Mantegazza is to Physiology what Flammarion is to Astronomy. The two great masters head a brilliant galaxy of modern writers on natural phenomena who draw their material from science and mould it in an esthetic form. After the most skilful analysis of the scientific elements to their minutest components, they proceed to an ideal synthesis in which the various elements retain their substance, yet change their outward appearance. It seems as if these elect minds, having once satisfied their scientific curiosity as to physical and human phenomena, had been fascinated and inspired by an irresistible love of creation, and rising above the facts and laws of nature to the evanescent and melodious world of imagination, they offer us their work in a harmonious unity of two seemingly opposite and irreconcilable elements—the real and the ideal, Science and Poetry.
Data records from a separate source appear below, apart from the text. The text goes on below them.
//! Check mark geometry and its arc-length parameterized partial paths.
//!
//! The check mark is a polyline `start -> pivot -> end` placed inside a
//! drawing rectangle at fixed fractional offsets. The short leg runs from
//! `start` down to `pivot`, the long leg from `pivot` up to `end`.

use core::ops::Deref;

use num_traits::Float;
use tinyvec::ArrayVec;

use super::path::LinePath;
use super::point::Point;
use super::point2::Point2;
use super::rect::Rect;
use super::{clamp_fraction, scalar, EPSILON};

/// Anchor offsets as (width, height) fractions of the drawing rectangle.
const START: (f64, f64) = (0.25, 0.5);
const PIVOT: (f64, f64) = (0.426, 0.66);
const END: (f64, f64) = (0.75, 0.30);

/// The visible part of a stroked shape at some fraction: a polyline of up to three points.
///
/// An empty path draws nothing, a single point marks where drawing starts
/// but has no visible extent.
#[derive(Clone, Debug, Default, PartialEq)]
pub struct PartialPath<P>
where
    P: Point,
{
    points: ArrayVec<[P; 3]>,
}

impl<P> PartialPath<P>
where
    P: Point,
{
    pub fn empty() -> Self {
        PartialPath {
            points: ArrayVec::new(),
        }
    }

    /// Build from at most three points; additional points are dropped.
    pub fn from_points(points: &[P]) -> Self {
        let mut path = Self::empty();
        for point in points.iter().take(3) {
            path.points.push(*point);
        }
        path
    }

    pub fn points(&self) -> &[P] {
        &self.points
    }

    /// Returns true if the path has visible extent, i.e. at least one segment.
    pub fn is_drawable(&self) -> bool {
        self.points.len() >= 2
    }

    /// The point the stroke has advanced to.
    pub fn head(&self) -> Option<P> {
        self.points.last().copied()
    }

    /// Arc length of the drawn polyline.
    pub fn length(&self) -> P::Scalar {
        self.to_line_path().length()
    }

    pub fn to_line_path(&self) -> LinePath<P, 2> {
        LinePath::from_points(&self.points)
    }
}

impl<P> Deref for PartialPath<P>
where
    P: Point,
{
    type Target = [P];

    fn deref(&self) -> &[P] {
        &self.points
    }
}

/// Anchor points and leg lengths of a check mark laid out in a drawing rectangle.
#[derive(Copy, Clone, Debug, Default, PartialEq)]
#[cfg_attr(feature = "serde", derive(serde::Serialize, serde::Deserialize))]
pub struct CheckGeometry<F> {
    start: Point2<F>,
    pivot: Point2<F>,
    end: Point2<F>,
    /// Length of the short leg, `start` to `pivot`
    minor_length: F,
    /// Length of the long leg, `pivot` to `end`
    major_length: F,
}

impl<F> CheckGeometry<F>
where
    F: Float + From<f32> + Default,
{
    /// Lay out the check mark in `rect`.
    pub fn build(rect: Rect<F>) -> Self {
        let start = rect.point_at(scalar(START.0), scalar(START.1));
        let pivot = rect.point_at(scalar(PIVOT.0), scalar(PIVOT.1));
        let end = rect.point_at(scalar(END.0), scalar(END.1));

        CheckGeometry {
            start,
            pivot,
            end,
            minor_length: start.distance(pivot),
            major_length: pivot.distance(end),
        }
    }

    pub fn start(&self) -> Point2<F> {
        self.start
    }

    pub fn pivot(&self) -> Point2<F> {
        self.pivot
    }

    pub fn end(&self) -> Point2<F> {
        self.end
    }

    pub fn minor_length(&self) -> F {
        self.minor_length
    }

    pub fn major_length(&self) -> F {
        self.major_length
    }

    pub fn total_length(&self) -> F {
        self.minor_length + self.major_length
    }

    /// Fraction of the total length at which the stroke reaches the pivot.
    /// Returns None for a degenerate check mark of zero length.
    pub fn pivot_fraction(&self) -> Option<F> {
        let total = self.total_length();
        if total > scalar(EPSILON) {
            Some(self.minor_length / total)
        } else {
            None
        }
    }

    /// The whole check mark, `[start, pivot, end]`.
    pub fn full_path(&self) -> PartialPath<Point2<F>> {
        PartialPath::from_points(&[self.start, self.pivot, self.end])
    }

    /// The visible part of the check mark after `fraction` of its total
    /// length has been drawn. `fraction` is clamped into [0, 1].
    ///
    /// Both legs advance at the same rate per unit of `fraction`: on the short
    /// leg the offset is `minor * fraction / pivot_fraction`, past the pivot it
    /// is `total * (fraction - pivot_fraction)`.
    /// Exactly at the pivot fraction the result is `[start, pivot]` without
    /// any measurement. A degenerate geometry yields an empty path.
    pub fn partial_path(&self, fraction: F) -> PartialPath<Point2<F>> {
        let pivot_fraction = match self.pivot_fraction() {
            Some(pivot_fraction) => pivot_fraction,
            None => return PartialPath::empty(),
        };
        let fraction = clamp_fraction(fraction);

        if fraction <= F::zero() {
            return PartialPath::from_points(&[self.start]);
        }
        if fraction >= F::one() {
            return self.full_path();
        }

        if fraction == pivot_fraction {
            PartialPath::from_points(&[self.start, self.pivot])
        } else if fraction < pivot_fraction {
            let minor_fraction = fraction / pivot_fraction;
            let distance = self.minor_length * minor_fraction;
            let head = self.minor_leg().point_at_length(distance).unwrap_or(self.pivot);
            PartialPath::from_points(&[self.start, head])
        } else {
            let remainder = fraction - pivot_fraction;
            let distance = self.total_length() * remainder;
            let head = self.major_leg().point_at_length(distance).unwrap_or(self.end);
            PartialPath::from_points(&[self.start, self.pivot, head])
        }
    }

    fn minor_leg(&self) -> LinePath<Point2<F>, 1> {
        LinePath::from_points(&[self.start, self.pivot])
    }

    fn major_leg(&self) -> LinePath<Point2<F>, 1> {
        LinePath::from_points(&[self.pivot, self.end])
    }
}

#[cfg(test)]
mod tests {
    use super::*;

    const TOLERANCE: f64 = 1e-4;

    fn square() -> CheckGeometry<f64> {
        CheckGeometry::build(Rect::new(0.0, 0.0, 100.0, 100.0))
    }

    fn close(a: Point2<f64>, b: Point2<f64>) -> bool {
        a.distance(b) < TOLERANCE
    }

    #[test]
    fn anchors_in_square() {
        let geom = square();
        assert!(close(geom.start(), Point2::new(25.0, 50.0)));
        assert!(close(geom.pivot(), Point2::new(42.6, 66.0)));
        assert!(close(geom.end(), Point2::new(75.0, 30.0)));
        assert!((geom.minor_length() - 23.79).abs() < 0.01);
        assert!((geom.major_length() - 48.43).abs() < 0.01);
    }

    #[test]
    fn anchors_follow_rect_offset() {
        let geom = CheckGeometry::build(Rect::new(10.0f64, 20.0, 60.0, 70.0));
        assert!(close(geom.start(), Point2::new(22.5, 45.0)));
        assert!(close(geom.pivot(), Point2::new(31.3, 53.0)));
        assert!(close(geom.end(), Point2::new(47.5, 35.0)));
    }

    #[test]
    fn leg_lengths_non_negative() {
        let rects = [
            Rect::new(0.0f64, 0.0, 100.0, 100.0),
            Rect::new(0.0, 0.0, 300.0, 20.0),
            Rect::new(-5.0, 3.0, 7.0, 90.0),
            Rect::new(0.0, 0.0, 0.0, 0.0),
        ];
        for rect in rects {
            let geom = CheckGeometry::build(rect);
            assert!(geom.minor_length() >= 0.0);
            assert!(geom.major_length() >= 0.0);
        }
    }

    #[test]
    fn zero_area_has_zero_legs() {
        let geom = CheckGeometry::build(Rect::new(12.0f64, 12.0, 12.0, 12.0));
        assert_eq!(geom.minor_length(), 0.0);
        assert_eq!(geom.major_length(), 0.0);
        assert!(geom.pivot_fraction().is_none());
        assert!(geom.partial_path(0.5).is_empty());
        assert!(geom.partial_path(1.0).is_empty());
    }

    #[test]
    fn zero_fraction_is_start_only() {
        let geom = square();
        let path = geom.partial_path(0.0);
        assert_eq!(path.points(), &[geom.start()]);
        assert!(!path.is_drawable());
    }

    #[test]
    fn full_fraction_is_whole_check() {
        let geom = square();
        let path = geom.partial_path(1.0);
        assert_eq!(path.points(), &[geom.start(), geom.pivot(), geom.end()]);
        assert_eq!(path, geom.full_path());
    }

    #[test]
    fn out_of_range_fractions_clamp() {
        let geom = square();
        assert_eq!(geom.partial_path(-0.5), geom.partial_path(0.0));
        assert_eq!(geom.partial_path(3.0), geom.partial_path(1.0));
        assert_eq!(geom.partial_path(f64::NAN), geom.partial_path(0.0));
    }

    #[test]
    fn pivot_fraction_yields_short_leg() {
        let geom = square();
        let pivot_fraction = geom.pivot_fraction().unwrap();
        let path = geom.partial_path(pivot_fraction);
        assert_eq!(path.len(), 2);
        assert!(close(path[0], geom.start()));
        assert!(close(path[1], geom.pivot()));
    }

    #[test]
    fn continuous_across_pivot() {
        let geom = square();
        let pivot_fraction = geom.pivot_fraction().unwrap();
        let below = geom.partial_path(pivot_fraction - 1e-9);
        let above = geom.partial_path(pivot_fraction + 1e-9);
        assert!(close(below.head().unwrap(), geom.pivot()));
        assert!(close(above.head().unwrap(), geom.pivot()));
        assert_eq!(above.len(), 3);
    }

    #[test]
    fn monotonic_on_first_leg() {
        let geom = square();
        let pivot_fraction = geom.pivot_fraction().unwrap();
        let steps = 100;
        let mut previous = 0.0;
        for i in 1..=steps {
            let f = pivot_fraction * (i as f64 / steps as f64);
            let head = geom.partial_path(f).head().unwrap();
            let travelled = geom.start().distance(head);
            assert!(travelled > previous);
            previous = travelled;
        }
    }

    #[test]
    fn drawn_length_is_proportional() {
        let geom = square();
        let total = geom.total_length();
        for i in 0..=20 {
            let f = i as f64 / 20.0;
            let drawn = geom.partial_path(f).length();
            assert!((drawn - total * f).abs() < TOLERANCE);
        }
    }

    #[test]
    fn second_leg_offset_scales_with_total() {
        let geom = square();
        let pivot_fraction = geom.pivot_fraction().unwrap();
        let path = geom.partial_path(0.5);
        assert_eq!(path.len(), 3);
        assert!(close(path[0], geom.start()));
        assert!(close(path[1], geom.pivot()));

        let expected = geom.total_length() * (0.5 - pivot_fraction);
        assert!((geom.pivot().distance(path[2]) - expected).abs() < TOLERANCE);
        let on_leg = geom.pivot().distance(path[2]) + path[2].distance(geom.end());
        assert!((on_leg - geom.major_length()).abs() < TOLERANCE);
    }

    #[test]
    fn partial_path_is_idempotent() {
        let geom = CheckGeometry::build(Rect::new(3.0f32, 7.0, 91.0, 88.0));
        for i in 0..=10 {
            let f = i as f32 / 10.0;
            assert_eq!(geom.partial_path(f), geom.partial_path(f));
        }
    }

    #[test]
    fn non_square_rect_still_builds() {
        let geom = CheckGeometry::build(Rect::new(0.0f64, 0.0, 200.0, 50.0));
        let path = geom.partial_path(0.75);
        assert_eq!(path.len(), 3);
        assert!(path.iter().all(|p| p.is_finite()));
    }
}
And thus, I dare say, it is as if, by a generous law of reaction and equilibrium, while our generation seems to gravitate toward a life of facts and order, barren of idealism, Science would teach us that she herself does not benumb or kill sentiment, but, on the contrary, discloses to the minds of the elect the flowery slopes of an unknown and infinite world of wonders and sentiment.
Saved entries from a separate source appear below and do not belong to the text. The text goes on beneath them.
//! Stroke styling and animation timing.

use core::time::Duration;

use super::easing::Easing;

const DEFAULT_STROKE_WIDTH: f32 = 8.0;
/// Greenish
const DEFAULT_STROKE_COLOR: u32 = 0xFF1A_AB00;
const CHECK_ANIM_DURATION: Duration = Duration::from_millis(300);
const SCALE_ANIM_DELAY: Duration = Duration::from_millis(280);
const SCALE_ANIM_DURATION: Duration = Duration::from_millis(250);
const SCALE_MIN: f32 = 0.80;

/// Packed 32 bit ARGB color.
#[derive(Copy, Clone, Debug, PartialEq, Eq, Hash)]
#[cfg_attr(feature = "serde", derive(serde::Serialize, serde::Deserialize))]
pub struct Color(pub u32);

impl Color {
    pub const fn from_argb(a: u8, r: u8, g: u8, b: u8) -> Self {
        Color(((a as u32) << 24) | ((r as u32) << 16) | ((g as u32) << 8) | (b as u32))
    }

    pub const fn alpha(&self) -> u8 {
        (self.0 >> 24) as u8
    }

    pub const fn red(&self) -> u8 {
        (self.0 >> 16) as u8
    }

    pub const fn green(&self) -> u8 {
        (self.0 >> 8) as u8
    }

    pub const fn blue(&self) -> u8 {
        self.0 as u8
    }
}

impl Default for Color {
    fn default() -> Self {
        Color(DEFAULT_STROKE_COLOR)
    }
}

/// How the renderer should stroke the check mark and the ring.
#[derive(Copy, Clone, Debug, PartialEq)]
#[cfg_attr(feature = "serde", derive(serde::Serialize, serde::Deserialize))]
pub struct StrokeStyle {
    pub width: f32,
    pub color: Color,
    pub round_cap: bool,
    pub round_join: bool,
    pub anti_alias: bool,
}

impl Default for StrokeStyle {
    fn default() -> Self {
        StrokeStyle {
            width: DEFAULT_STROKE_WIDTH,
            color: Color::default(),
            round_cap: true,
            round_join: true,
            anti_alias: true,
        }
    }
}

/// Styling and timing of a check animation.
///
/// The check mark and the ring share `check_duration` and `stroke_easing`.
/// The scale pulse starts `scale_delay` after the stroke animations, shrinks
/// to `scale_min` halfway through `scale_duration` and grows back to 1.
#[derive(Copy, Clone, Debug, PartialEq)]
#[cfg_attr(feature = "serde", derive(serde::Serialize, serde::Deserialize))]
pub struct CheckConfig {
    pub stroke: StrokeStyle,
    pub check_duration: Duration,
    pub scale_delay: Duration,
    pub scale_duration: Duration,
    pub scale_min: f32,
    pub stroke_easing: Easing,
    pub scale_easing: Easing,
}

impl Default for CheckConfig {
    fn default() -> Self {
        CheckConfig {
            stroke: StrokeStyle::default(),
            check_duration: CHECK_ANIM_DURATION,
            scale_delay: SCALE_ANIM_DELAY,
            scale_duration: SCALE_ANIM_DURATION,
            scale_min: SCALE_MIN,
            stroke_easing: Easing::STROKE,
            scale_easing: Easing::FAST_OUT_SLOW_IN,
        }
    }
}

impl CheckConfig {
    pub fn with_stroke_width(mut self, width: f32) -> Self {
        self.stroke.width = width;
        self
    }

    pub fn with_stroke_color(mut self, color: Color) -> Self {
        self.stroke.color = color;
        self
    }

    pub fn with_check_duration(mut self, duration: Duration) -> Self {
        self.check_duration = duration;
        self
    }

    pub fn with_scale_timing(mut self, delay: Duration, duration: Duration) -> Self {
        self.scale_delay = delay;
        self.scale_duration = duration;
        self
    }

    pub fn with_scale_min(mut self, scale_min: f32) -> Self {
        self.scale_min = scale_min;
        self
    }

    pub fn with_stroke_easing(mut self, easing: Easing) -> Self {
        self.stroke_easing = easing;
        self
    }

    pub fn with_scale_easing(mut self, easing: Easing) -> Self {
        self.scale_easing = easing;
        self
    }

    /// Clock time from `check()` until every timeline has settled.
    pub fn total_duration(&self) -> Duration {
        let stroke_end = self.check_duration;
        let scale_end = self.scale_delay.saturating_add(self.scale_duration);
        stroke_end.max(scale_end)
    }
}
So it must be that those who have attained a high place in intellectual life will gladly replace the old conception of physical and human phenomena with a new and more intense representation, which, measured in the finitude of our reason, is loved in the infinity of our sentiment. To the uninitiated mind most beautiful is the representation of the sun in the image of Phœbus crossing the heavens in his flaming chariot drawn by fiery horses; but still more beautiful for the intellectual mind is it to think of the immense body of fire, of the energy darting from a star more than a hundred million miles distant from our planet, more than a hundred million times larger than the earth, and yet a star millions of times smaller than millions of other celestial bodies to our naked eye unknown, unknown to our most powerful telescopes, and whose existence and fantastic speed in the space of the heavens are divined only by the abstraction of our faculties in an infinite representation of the laws of physics. Poetical is the vision of a goddess of Olympus descending to earth and carrying to a man asleep the message or the image of a dear, distant person; but immensely more poetical is the conception of a telepathic force within us, made of us, consciously or unconsciously created by us, an integral part of our psychical organism, and by which we instantly communicate over hills and dales, mountains and valleys, oceans and deserts, with another human being whose spirit is harmoniously attuned to ours.

The impersonation of hatred and love by Fury and Cupid is much less poetical than the conception of an explosion of psychical forces, powerful and antagonistic, in millions of men at the same time.